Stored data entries

------------------------------------------------------------

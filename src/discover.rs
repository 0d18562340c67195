//! Input discovery: turn a directory into a list of candidate PDFs.
//!
//! Two traversal modes, matching the two shapes of batch run:
//!
//! * flat — `glob` over `<dir>/*.pdf`, top-level files only;
//! * recursive — `walkdir` over the whole tree, keeping `.pdf` files at
//!   any depth.
//!
//! Files come back in whatever order the underlying traversal yields.
//! No sorting is applied; callers that need a deterministic order must
//! impose it themselves.

use crate::error::RunError;
use std::path::{Path, PathBuf};
use tracing::debug;
use walkdir::WalkDir;

/// A candidate input file, discovered at run start and never mutated.
#[derive(Debug, Clone, PartialEq, Eq)]
pub struct InputFile {
    /// Full path to the PDF.
    pub path: PathBuf,
    /// Base name without the `.pdf` extension; artifact names derive
    /// from this (`<stem>_processed.json`).
    pub stem: String,
}

impl InputFile {
    fn new(path: PathBuf) -> Self {
        let stem = path
            .file_stem()
            .map(|s| s.to_string_lossy().into_owned())
            .unwrap_or_default();
        Self { path, stem }
    }

    /// File name including extension, for log lines.
    pub fn name(&self) -> String {
        self.path
            .file_name()
            .map(|n| n.to_string_lossy().into_owned())
            .unwrap_or_else(|| self.path.display().to_string())
    }
}

/// List the PDF files under `dir`.
///
/// # Errors
///
/// * [`RunError::InputDirNotFound`] — `dir` does not exist.
/// * [`RunError::NotADirectory`] — `dir` exists but is not a directory.
/// * [`RunError::DiscoveryFailed`] — the traversal itself failed.
pub fn discover(dir: &Path, recursive: bool) -> Result<Vec<InputFile>, RunError> {
    if !dir.exists() {
        return Err(RunError::InputDirNotFound {
            path: dir.to_path_buf(),
        });
    }
    if !dir.is_dir() {
        return Err(RunError::NotADirectory {
            path: dir.to_path_buf(),
        });
    }

    let files = if recursive {
        discover_recursive(dir)?
    } else {
        discover_flat(dir)?
    };

    debug!("Discovered {} PDF files under {}", files.len(), dir.display());
    Ok(files)
}

/// Top-level `*.pdf` glob, like the non-recursive scripts.
fn discover_flat(dir: &Path) -> Result<Vec<InputFile>, RunError> {
    let pattern = dir.join("*.pdf");
    let pattern = pattern.to_string_lossy();

    let paths = glob::glob(&pattern).map_err(|e| RunError::DiscoveryFailed {
        path: dir.to_path_buf(),
        detail: e.to_string(),
    })?;

    let mut files = Vec::new();
    for entry in paths {
        match entry {
            Ok(path) if path.is_file() => files.push(InputFile::new(path)),
            Ok(_) => {}
            // A single unreadable entry is not worth failing the run over.
            Err(e) => debug!("Skipping unreadable entry: {}", e),
        }
    }
    Ok(files)
}

/// Full tree walk keeping `.pdf` files at any depth.
fn discover_recursive(dir: &Path) -> Result<Vec<InputFile>, RunError> {
    let mut files = Vec::new();
    for entry in WalkDir::new(dir) {
        let entry = entry.map_err(|e| RunError::DiscoveryFailed {
            path: dir.to_path_buf(),
            detail: e.to_string(),
        })?;
        if !entry.file_type().is_file() {
            continue;
        }
        let path = entry.into_path();
        if path.extension().is_some_and(|ext| ext == "pdf") {
            files.push(InputFile::new(path));
        }
    }
    Ok(files)
}

#[cfg(test)]
mod tests {
    use super::*;
    use std::fs;

    fn touch(path: &Path) {
        fs::create_dir_all(path.parent().unwrap()).unwrap();
        fs::write(path, b"%PDF-1.4\n").unwrap();
    }

    #[test]
    fn flat_discovery_sees_only_top_level_pdfs() {
        let dir = tempfile::tempdir().unwrap();
        touch(&dir.path().join("a.pdf"));
        touch(&dir.path().join("b.pdf"));
        touch(&dir.path().join("notes.txt"));
        touch(&dir.path().join("nested/deep.pdf"));

        let mut stems: Vec<String> = discover(dir.path(), false)
            .unwrap()
            .into_iter()
            .map(|f| f.stem)
            .collect();
        stems.sort();
        assert_eq!(stems, vec!["a", "b"]);
    }

    #[test]
    fn recursive_discovery_sees_all_depths() {
        let dir = tempfile::tempdir().unwrap();
        touch(&dir.path().join("top.pdf"));
        touch(&dir.path().join("one/mid.pdf"));
        touch(&dir.path().join("one/two/deep.pdf"));
        touch(&dir.path().join("one/two/readme.md"));

        let mut stems: Vec<String> = discover(dir.path(), true)
            .unwrap()
            .into_iter()
            .map(|f| f.stem)
            .collect();
        stems.sort();
        assert_eq!(stems, vec!["deep", "mid", "top"]);
    }

    #[test]
    fn empty_directory_discovers_nothing() {
        let dir = tempfile::tempdir().unwrap();
        assert!(discover(dir.path(), false).unwrap().is_empty());
        assert!(discover(dir.path(), true).unwrap().is_empty());
    }

    #[test]
    fn missing_directory_is_a_run_error() {
        let dir = tempfile::tempdir().unwrap();
        let missing = dir.path().join("nope");
        match discover(&missing, false) {
            Err(RunError::InputDirNotFound { path }) => assert_eq!(path, missing),
            other => panic!("expected InputDirNotFound, got {other:?}"),
        }
    }

    #[test]
    fn file_as_input_dir_is_rejected() {
        let dir = tempfile::tempdir().unwrap();
        let file = dir.path().join("a.pdf");
        touch(&file);
        assert!(matches!(
            discover(&file, false),
            Err(RunError::NotADirectory { .. })
        ));
    }

    #[test]
    fn stem_strips_only_the_extension() {
        let f = InputFile::new(PathBuf::from("/data/EN_12464-1.pdf"));
        assert_eq!(f.stem, "EN_12464-1");
        assert_eq!(f.name(), "EN_12464-1.pdf");
    }
}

------------------------------------------------------------

» **What you are asked to do**
Look through the records above and please copy every line in which the string "detail" occurs.

» **Your solution**
        detail: e.to_string(),
            detail: e.to_string(),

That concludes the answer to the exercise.